Philosophaster is a Latin satirical comedy by Robert Burton. He began writing the play in 1606 and completed it by 1615. It was performed by students in the Hall of Christ Church, Oxford on 16 February 1618 (New Style). The play was not published in Burton's lifetime, and it remained in manuscript till 1862 when it was edited by William Edward Buckley and published by the Roxburghe Club. It was first translated into English by Paul Jordan-Smith and published by Stanford University Press, California in 1931.

Since the play is about someone who pretends to be a philosopher, the term itself has been used in more recent times to refer to a pretender to philosophy.
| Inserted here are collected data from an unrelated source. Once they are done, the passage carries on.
use std::collections::{HashMap, VecDeque};
use std::future::Future;
use btleplug::api::{Characteristic, Peripheral as _};
use btleplug::platform::Peripheral;
use log::{debug, info, warn};
use tokio::time::{sleep, Duration};
use tokio_util::sync::CancellationToken;
use uuid::Uuid;

use crate::device::constants::{CONNECT_DEADLINE, DISCONNECT_DEADLINE, DISCOVER_DEADLINE, WRITE_DEADLINE};
use crate::device::payload::WallClock;
use crate::device::sync::{GattCharacteristic, SyncAction, SyncInput, SyncOutcome, SyncPolicy, SyncSession, WriteMode, WriteStatus};

#[derive(Debug, Clone, Copy, PartialEq, Eq)]
pub struct Deadlines {
    pub connect: Duration,
    pub discover: Duration,
    pub write: Duration,
    pub disconnect: Duration,
}

impl Default for Deadlines {
    fn default() -> Self {
        Deadlines {
            connect: Duration::from_millis(CONNECT_DEADLINE),
            discover: Duration::from_millis(DISCOVER_DEADLINE),
            write: Duration::from_millis(WRITE_DEADLINE),
            disconnect: Duration::from_millis(DISCONNECT_DEADLINE),
        }
    }
}

enum Bounded<T> {
    Completed(Result<T, btleplug::Error>),
    TimedOut,
    LinkLost,
}

async fn bounded<T, F>(deadline: Duration, link_lost: &CancellationToken, fut: F) -> Bounded<T>
where
    F: Future<Output = Result<T, btleplug::Error>>,
{
    tokio::select! {
        _ = link_lost.cancelled() => Bounded::LinkLost,
        _ = sleep(deadline) => Bounded::TimedOut,
        result = fut => Bounded::Completed(result),
    }
}

/// Maps a failed btleplug write onto the statuses the sync session distinguishes.
pub fn classify_write_error(err: &btleplug::Error) -> WriteStatus {
    if let btleplug::Error::PermissionDenied = err {
        return WriteStatus::WriteNotPermitted;
    }

    let message = err.to_string();
    // backends only report ATT errors as text, e.g. "org.bluez.Error.InvalidValueLength"
    let normalized = message.to_lowercase().replace([' ', '_', '-'], "");

    if normalized.contains("invalidvaluelength") || normalized.contains("invalidattributevaluelength") {
        WriteStatus::InvalidAttributeLength
    } else if normalized.contains("notpermitted") {
        WriteStatus::WriteNotPermitted
    } else {
        WriteStatus::Failure(message)
    }
}

async fn connect(peripheral: &Peripheral, deadlines: &Deadlines, link_lost: &CancellationToken) -> SyncInput {
    info!("Connecting to peripheral...");

    match bounded(deadlines.connect, link_lost, peripheral.connect()).await {
        Bounded::Completed(Ok(())) => SyncInput::Connected,
        Bounded::Completed(Err(err)) => SyncInput::ConnectFailed(err.to_string()),
        Bounded::TimedOut => SyncInput::ConnectTimedOut,
        Bounded::LinkLost => SyncInput::Disconnected,
    }
}

async fn discover(
    peripheral: &Peripheral,
    found: &mut HashMap<(Uuid, Uuid), Characteristic>,
    deadlines: &Deadlines,
    link_lost: &CancellationToken,
) -> SyncInput {
    info!("Connected; Discovering services...");

    match bounded(deadlines.discover, link_lost, peripheral.discover_services()).await {
        Bounded::Completed(Ok(())) => {},
        Bounded::Completed(Err(err)) => return SyncInput::DiscoveryFailed(err.to_string()),
        Bounded::TimedOut => return SyncInput::DiscoveryFailed("discovering services took too long".to_string()),
        Bounded::LinkLost => return SyncInput::Disconnected,
    }

    found.clear();
    let mut characteristics = Vec::new();

    for service in peripheral.services() {
        for characteristic in &service.characteristics {
            debug!("Found characteristic {:?} {:?} {:?}", service.uuid, characteristic.uuid, characteristic.properties);

            characteristics.push(GattCharacteristic {
                service: service.uuid,
                uuid: characteristic.uuid,
                properties: characteristic.properties,
            });
            found.insert((service.uuid, characteristic.uuid), characteristic.clone());
        }
    }

    SyncInput::ServicesDiscovered(characteristics)
}

async fn write(
    peripheral: &Peripheral,
    found: &HashMap<(Uuid, Uuid), Characteristic>,
    target: &GattCharacteristic,
    payload: &[u8],
    mode: WriteMode,
    deadlines: &Deadlines,
    link_lost: &CancellationToken,
) -> SyncInput {
    let status = match found.get(&(target.service, target.uuid)) {
        None => WriteStatus::Failure("characteristic is no longer available".to_string()),
        Some(characteristic) => {
            info!("Writing {:02X?} to characteristic {} ({:?})", payload, target.uuid, mode);

            match bounded(deadlines.write, link_lost, peripheral.write(characteristic, payload, mode.into())).await {
                Bounded::Completed(Ok(())) => WriteStatus::Success,
                Bounded::Completed(Err(err)) => classify_write_error(&err),
                Bounded::TimedOut => WriteStatus::Failure("write took too long".to_string()),
                Bounded::LinkLost => return SyncInput::Disconnected,
            }
        },
    };

    SyncInput::WriteCompleted { characteristic: target.uuid, status }
}

pub async fn disconnect(peripheral: &Peripheral, deadline: Duration) {
    info!("Disconnecting from peripheral");

    tokio::select! {
        _ = sleep(deadline) => {
            warn!("Disconnecting from peripheral took too long");
        }
        result = peripheral.disconnect() => {
            if let Err(err) = result {
                warn!("Failed to disconnect from peripheral: {:?}", err);
            }
        }
    };
}

/// Runs one sync attempt against `peripheral` until the session reaches a terminal state.
///
/// `link_lost` is cancelled by the owner when the peripheral drops the connection
/// (or the application is closing); any pending platform call is abandoned then.
pub async fn sync_peripheral<C: WallClock>(
    peripheral: &Peripheral,
    policy: SyncPolicy,
    clock: C,
    deadlines: Deadlines,
    link_lost: CancellationToken,
) -> SyncOutcome {
    let mut session = SyncSession::new(policy, clock);
    let mut found: HashMap<(Uuid, Uuid), Characteristic> = HashMap::new();
    let mut pending: VecDeque<SyncAction> = session.begin().into();
    let mut outcome = None;

    while let Some(action) = pending.pop_front() {
        let input = match action {
            SyncAction::Connect => connect(peripheral, &deadlines, &link_lost).await,
            SyncAction::DiscoverServices => discover(peripheral, &mut found, &deadlines, &link_lost).await,
            SyncAction::Write { characteristic, payload, mode } => {
                write(peripheral, &found, &characteristic, &payload, mode, &deadlines, &link_lost).await
            },
            SyncAction::Disconnect => {
                disconnect(peripheral, deadlines.disconnect).await;
                continue;
            },
            SyncAction::Finish(result) => {
                outcome = Some(result);
                continue;
            },
        };

        pending.extend(session.handle(input));
    }

    outcome.unwrap_or(SyncOutcome::Disconnected)
}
The original manuscript as well as sides used by the actors in the 1618 production are at the Harvard Theatre Collection, Houghton Library, Harvard University.

== Plot ==
A university is established by the Duke of Osuna in the small town of Osuna in Andalusia, Spain. The university is well-endowed, and it offers salaries and other incentives for students and academics all over Europe. Unfortunately, as well as honest and reputable people, the new university also attracts 'philosophasters' or sham philosophers. These include confidence tricksters, fraudsters and others who are more interested in making money than in contributing to academic life. The play is about the havoc caused by these people and by prostitutes attracted to the town. The townspeople are outraged, and The Duke is inclined to close the university down. However, two scholars persuade him not to do so. Instead, he summons both the villains and the victims before a Tribunal. All the wrongs are righted, and the villains are punished. The two scholars are put in charge of the University which is established on a better footing. The play ends with everyone singing a hymn in praise of philosophy.

== Characters ==
=== Philosophasters ===
The philosophasters in the play include:
- Polupragmaticus – a Jesuit priest who defrauded noblemen in the guise of a teacher, politician, courtier, theologian, or magician.
- Pantomagus – an alchemist and physician who plied fake medicines. He also deceived a nobleman into believing that he could produce mountains of gold through the practice of alchemy. He would disappear when he had bankrupted a household.
- Pedanus – a teacher of grammar who obtained by deception two livings or ecclesiastical posts and was plotting to become the Duke's chaplain.
- Amphimacer – a poetaster or sham poet who composed certain silly poems for his mistress and anyone else.
- Theanus – a theologaster or sham theologian who was lazy and idle.

==Background==
The background to the play is the Gunpowder Plot of 1605. The play was written shortly after this Catholic plot to blow up King and Parliament, and it reflects the anti-catholic feeling of the time. Burton, in fact, refers to a real Duke of Osuna who set up a university in Osuna in 1548. He chose this university because Andalusian universities were very religious, pro-Catholic and peddled the worst kind of scholasticism. He is also attacking the Jesuits, who were very active in his time, and the play portrays them as anti-social villains: "The typical Jesuit is 'a notorious Bawd, & famous Fornicator, lascivum pecus, a very goat' (AM 1.40), and the Jesuits play many 'pranks'".